P. K. : Je n’ai pas d’état d’âme. Parfois, je les trouve très beaux, mais je préfère les faire revivre à ma façon, plutôt que de les laisser oubliés dans un coin !
J. R. : Qu’entendez-vous par « les faire revivre à ma façon » ? Expliquez-nous votre démarche ? Que doivent-ils « avoir », pour que vous sentiez la nécessité de les associer ?
P. K. : Déjà je les détourne de leur utilité première.
J’accumule tout ce qui m’intéresse. Par la suite, je vais piocher dans les caisses. Je pars d’un premier élément que je trouve suggestif. Et, à partir de lui, je vais broder autour de tous les objets.
J. R. : Avez-vous une idée préalable de ce que vous allez faire ? Ou bien l’objet créé arrive-t-il au fur et à mesure de vos associations ?
P. K. : Il arrive à mesure. Au début, je n’ai pas une idée précise, mais il suffit que je me penche sur mon matériel, et tout à coup, j’ai trouvé ! A partir de là, je vais tâtonner pour continuer.
J. R. : Mais quelles que soient les associations, ce sont tous des êtres humanoïdes ?
P. K. : Oui. Sauf au début où je faisais des lampes.
J. R. : Dans ces conditions, pourquoi toujours l’Homme ?
P. K. : Je ne sais pas. A un moment, j’avais créé des animaux, tout ce qui vit, qui bouge, des oiseaux, etc. Mais il est vrai qu’il y a plus d’êtres humains.
J. R. : Il me semble que, par moments vos œuvres sont très sophistiquées. Tandis que d’autres sont d’une patine beaucoup plus primitive, plus grossière. Pourquoi l’un est-il définitivement « brodé », « niellé », et l’autre pas ?

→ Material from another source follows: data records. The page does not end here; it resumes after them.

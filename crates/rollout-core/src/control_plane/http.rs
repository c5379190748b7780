//! JSON-over-HTTP control-plane client.
//!
//! ```text
//! GET  {base}/clusters/{cluster}/services/{service}              -> ServiceStatus
//! GET  {base}/clusters/{cluster}/services/{service}/active-spec  -> WorkloadSpec
//! POST {base}/specs                                              -> WorkloadSpec
//! PUT  {base}/clusters/{cluster}/services/{service}/active-spec  <- {spec_id, force_new_rollout}
//! ```
//!
//! Status mapping: 404 is `NotFound`, 400/409/422 are `Rejected`,
//! 408/429/5xx and transport failures are `Transient`.

use std::time::Duration;

use async_trait::async_trait;
use reqwest::{Method, RequestBuilder, StatusCode};
use serde::de::DeserializeOwned;
use serde::Serialize;

use super::{ControlPlane, ControlPlaneError, PlaneResult};
use crate::spec::{SpecDraft, WorkloadSpec};
use crate::types::{ServiceRef, ServiceStatus, SpecId};

#[derive(Serialize)]
struct SetActiveSpecBody<'a> {
    spec_id: &'a SpecId,
    force_new_rollout: bool,
}

pub struct HttpControlPlane {
    client: reqwest::Client,
    base: String,
    token: Option<String>,
}

impl HttpControlPlane {
    pub fn new(
        endpoint: impl Into<String>,
        request_timeout: Duration,
        token: Option<String>,
    ) -> PlaneResult<Self> {
        let client = reqwest::Client::builder()
            .timeout(request_timeout)
            .user_agent(concat!("rollout/", env!("CARGO_PKG_VERSION")))
            .build()
            .map_err(|e| ControlPlaneError::Transient(format!("building http client: {e}")))?;
        Ok(Self {
            client,
            base: endpoint.into().trim_end_matches('/').to_string(),
            token,
        })
    }

    pub fn endpoint(&self) -> &str {
        &self.base
    }

    fn service_url(&self, service: &ServiceRef) -> String {
        format!(
            "{}/clusters/{}/services/{}",
            self.base, service.cluster, service.service
        )
    }

    fn request(&self, method: Method, url: &str) -> RequestBuilder {
        let req = self.client.request(method, url);
        match &self.token {
            Some(token) => req.bearer_auth(token),
            None => req,
        }
    }

    async fn send(&self, req: RequestBuilder, what: &str) -> PlaneResult<reqwest::Response> {
        let resp = req.send().await.map_err(|e| transport_error(what, e))?;
        let status = resp.status();
        if status.is_success() {
            return Ok(resp);
        }
        let body = resp.text().await.unwrap_or_default();
        Err(status_error(status, what, body.trim()))
    }

    async fn send_json<T: DeserializeOwned>(&self, req: RequestBuilder, what: &str) -> PlaneResult<T> {
        let resp = self.send(req, what).await?;
        let bytes = resp.bytes().await.map_err(|e| transport_error(what, e))?;
        serde_json::from_slice(&bytes).map_err(|e| ControlPlaneError::Decode(format!("{what}: {e}")))
    }
}

fn transport_error(what: &str, e: reqwest::Error) -> ControlPlaneError {
    if e.is_decode() {
        ControlPlaneError::Decode(format!("{what}: {e}"))
    } else {
        ControlPlaneError::Transient(format!("{what}: {e}"))
    }
}

fn status_error(status: StatusCode, what: &str, body: &str) -> ControlPlaneError {
    let msg = if body.is_empty() {
        format!("{what}: HTTP {status}")
    } else {
        format!("{what}: HTTP {status}: {body}")
    };
    match status {
        StatusCode::NOT_FOUND => ControlPlaneError::NotFound(msg),
        StatusCode::REQUEST_TIMEOUT | StatusCode::TOO_MANY_REQUESTS => {
            ControlPlaneError::Transient(msg)
        }
        s if s.is_server_error() => ControlPlaneError::Transient(msg),
        _ => ControlPlaneError::Rejected(msg),
    }
}

#[async_trait]
impl ControlPlane for HttpControlPlane {
    async fn get_service(&self, service: &ServiceRef) -> PlaneResult<ServiceStatus> {
        let url = self.service_url(service);
        self.send_json(self.request(Method::GET, &url), &format!("service {service}"))
            .await
    }

    async fn get_active_spec(&self, service: &ServiceRef) -> PlaneResult<WorkloadSpec> {
        let url = format!("{}/active-spec", self.service_url(service));
        self.send_json(
            self.request(Method::GET, &url),
            &format!("active spec of {service}"),
        )
        .await
    }

    async fn register_spec(&self, draft: &SpecDraft) -> PlaneResult<WorkloadSpec> {
        let url = format!("{}/specs", self.base);
        self.send_json(
            self.request(Method::POST, &url).json(draft),
            &format!("register {}", draft.family),
        )
        .await
    }

    async fn set_active_spec(
        &self,
        service: &ServiceRef,
        spec_id: &SpecId,
        force_new_rollout: bool,
    ) -> PlaneResult<()> {
        let url = format!("{}/active-spec", self.service_url(service));
        let body = SetActiveSpecBody {
            spec_id,
            force_new_rollout,
        };
        self.send(
            self.request(Method::PUT, &url).json(&body),
            &format!("activate {spec_id} on {service}"),
        )
        .await?;
        Ok(())
    }
}

// ---------------------------------------------------------------------------
// Tests
// ---------------------------------------------------------------------------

P. K. : C’est le matériau qui prévaut. Et puis, c’est le personnage qui me guide, selon qu’il est plus habillé, que sa représentation est plus élaborée. Mais je n’ai pas de ligne définitive. J’ai besoin de beaucoup de diversité, ajouter des collages… La facture peut être très brute ou plus fine, plus raffinée.
J. R. : Voulez-vous ajouter des précisions sur votre démarche ?

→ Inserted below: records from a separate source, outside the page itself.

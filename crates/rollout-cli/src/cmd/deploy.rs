use crate::exit;
use crate::output::{format_secs, print_json};
use anyhow::Context;
use clap::Args;
use rollout_core::config::Config;
use rollout_core::events::{BroadcastObserver, RolloutEvent};
use rollout_core::orchestrator::{Orchestrator, RolloutReport, RolloutRequest};
use rollout_core::spec::SpecChange;
use rollout_core::types::{RolloutOutcome, ServiceRef};
use rollout_core::watcher::WatchSettings;
use std::io::{BufRead, Write};
use std::path::Path;
use std::sync::Arc;
use std::time::Duration;
use tokio::sync::broadcast::{self, error::RecvError};

/// Events buffered for `--events` before a slow stdout starts dropping them.
const EVENT_BUFFER: usize = 256;

#[derive(Args)]
pub struct DeployArgs {
    /// Service to deploy, as cluster/service
    pub service: String,

    /// New image reference for the container
    #[arg(long)]
    pub image: Option<String>,

    /// Container to change (default: config rollout.default_container, then the service name)
    #[arg(long)]
    pub container: Option<String>,

    /// Set an environment variable on the container (repeatable)
    #[arg(long = "env", value_name = "KEY=VALUE")]
    pub env: Vec<String>,

    /// Roll back automatically if the rollout does not stabilize in time
    #[arg(long)]
    pub auto_rollback: bool,

    /// Ask before rolling back after a timeout
    #[arg(long, conflicts_with = "auto_rollback")]
    pub interactive: bool,

    /// Seconds between status polls
    #[arg(long, value_name = "SECS", value_parser = clap::value_parser!(u64).range(1..))]
    pub poll_interval: Option<u64>,

    /// Seconds to wait for stability before giving up
    #[arg(long, value_name = "SECS", value_parser = clap::value_parser!(u64).range(1..))]
    pub timeout: Option<u64>,

    /// Stream rollout events to stdout as JSON lines while the rollout runs
    #[arg(long)]
    pub events: bool,

    /// Consecutive converged polls required for stability
    #[arg(long, value_name = "N", value_parser = clap::value_parser!(u32).range(1..))]
    pub confirmations: Option<u32>,
}

impl DeployArgs {
    fn watch_settings(&self, config: &Config) -> WatchSettings {
        let base = config.rollout.watch_settings();
        WatchSettings {
            poll_interval: self
                .poll_interval
                .map(Duration::from_secs)
                .unwrap_or(base.poll_interval),
            timeout: self.timeout.map(Duration::from_secs).unwrap_or(base.timeout),
            stable_confirmations: self.confirmations.unwrap_or(base.stable_confirmations),
        }
    }

    fn changes(&self, service: &ServiceRef, config: &Config) -> anyhow::Result<Vec<SpecChange>> {
        let container = self
            .container
            .clone()
            .or_else(|| config.rollout.default_container.clone())
            .unwrap_or_else(|| service.service.clone());

        let mut changes = Vec::new();
        if let Some(image) = &self.image {
            changes.push(SpecChange::set_image(&container, image));
        }
        for pair in &self.env {
            changes.push(SpecChange::parse_env(&container, pair).context("invalid --env")?);
        }
        Ok(changes)
    }
}

// ---------------------------------------------------------------------------
// Entry point
// ---------------------------------------------------------------------------

pub fn run(root: &Path, args: DeployArgs, endpoint: Option<&str>, json: bool) -> anyhow::Result<i32> {
    let config = super::load_config(root, endpoint)?;
    super::ensure_valid(&config)?;
    let service = super::parse_service(&args.service)?;
    let settings = args.watch_settings(&config);
    let changes = args.changes(&service, &config)?;
    let auto_rollback = args.auto_rollback || (config.rollout.auto_rollback && !args.interactive);
    let interactive = args.interactive;

    let journal = super::open_journal(root, settings.timeout)?;
    let orch = super::orchestrator(&config, settings, journal, &service)?;
    let (orch, events) = if args.events {
        let broadcast = Arc::new(BroadcastObserver::new(EVENT_BUFFER));
        let rx = broadcast.subscribe();
        (orch.with_observer(broadcast), Some(rx))
    } else {
        (orch, None)
    };

    let target = service.clone();
    let rt = super::runtime()?;
    let report = rt.block_on(async move {
        let printer = events.map(|rx| tokio::spawn(print_events(rx)));
        let report = deploy(&orch, target, changes, auto_rollback, interactive).await;
        // the orchestrator owns the only sender; dropping it ends the stream
        drop(orch);
        if let Some(printer) = printer {
            if let Err(e) = printer.await {
                tracing::warn!(error = %e, "event printer stopped early");
            }
        }
        report
    });
    let report = report.with_context(|| format!("deploy of {service} failed"))?;

    if json {
        print_json(&report)?;
    } else {
        print_report(&report);
    }
    Ok(exit::for_outcome(report.outcome()))
}

async fn deploy(
    orch: &Orchestrator,
    service: ServiceRef,
    changes: Vec<SpecChange>,
    auto_rollback: bool,
    interactive: bool,
) -> anyhow::Result<RolloutReport> {
    let report = if changes.is_empty() {
        tracing::info!(service = %service, "no changes given, forcing a fresh deployment of the current spec");
        orch.redeploy(&service, None, auto_rollback).await
    } else {
        orch.rollout(RolloutRequest {
            service,
            changes,
            auto_rollback,
        })
        .await
    }?;
    if report.outcome() == RolloutOutcome::TimedOut && interactive && confirm_rollback(&report)? {
        return Ok(orch.rollback(report.session).await?);
    }
    Ok(report)
}

/// Print each event as one JSON line until the channel closes.
async fn print_events(mut rx: broadcast::Receiver<RolloutEvent>) {
    loop {
        match rx.recv().await {
            Ok(event) => match serde_json::to_string(&event) {
                Ok(line) => println!("{line}"),
                Err(e) => tracing::warn!(event = event.name(), error = %e, "failed to encode event"),
            },
            Err(RecvError::Lagged(skipped)) => {
                tracing::warn!(skipped, "event stream fell behind, events dropped")
            }
            Err(RecvError::Closed) => break,
        }
    }
}

// ---------------------------------------------------------------------------
// Helpers
// ---------------------------------------------------------------------------

fn confirm_rollback(report: &RolloutReport) -> anyhow::Result<bool> {
    let session = &report.session;
    eprint!(
        "{} did not stabilize on {}. Roll back to {}? [y/N] ",
        session.service, session.target_spec_id, session.previous_spec_id
    );
    std::io::stderr().flush()?;
    let mut answer = String::new();
    std::io::stdin().lock().read_line(&mut answer)?;
    Ok(matches!(answer.trim().to_ascii_lowercase().as_str(), "y" | "yes"))
}

pub(crate) fn print_report(report: &RolloutReport) {
    let s = &report.session;
    println!("Service:  {}", s.service);
    println!("Session:  {}", s.id);
    println!("Outcome:  {}", s.outcome);
    println!("Target:   {}", s.target_spec_id);
    println!("Previous: {}", s.previous_spec_id);
    let elapsed = (s.updated_at - s.started_at).num_seconds().max(0) as u64;
    println!("Elapsed:  {}", format_secs(elapsed));
    if let Some(reason) = &s.reason {
        println!("Reason:   {reason}");
    }
    if let Some(h) = &report.health {
        println!(
            "Health:   {} ({}/{} running, {} pending, {} deployment(s))",
            h.status, h.running_count, h.desired_count, h.pending_count, h.deployment_count
        );
    }
    match s.outcome {
        RolloutOutcome::TimedOut => println!(
            "\nRun `rollout rollback {}` to restore {}.",
            s.service, s.previous_spec_id
        ),
        RolloutOutcome::Failed if s.rollback_attempted => {
            println!("\nRollback failed. Manual intervention required.")
        }
        _ => {}
    }
}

P. K. : C’est un redémarrage. Il y a longtemps que je n’avais pas exposé. Quant à mon travail, j’aime me sentir libre ; que ma démarche soit très spontanée.
CET ENTRETIEN A ETE REALISE LORS DE L'EXPOSITION "LE PRINTEMPS DES SINGULIERS" EN 2003, à l'ESPACE SAINT-MARTIN, 199 BIS RUE SAINT-MARTIN 75003 PARIS.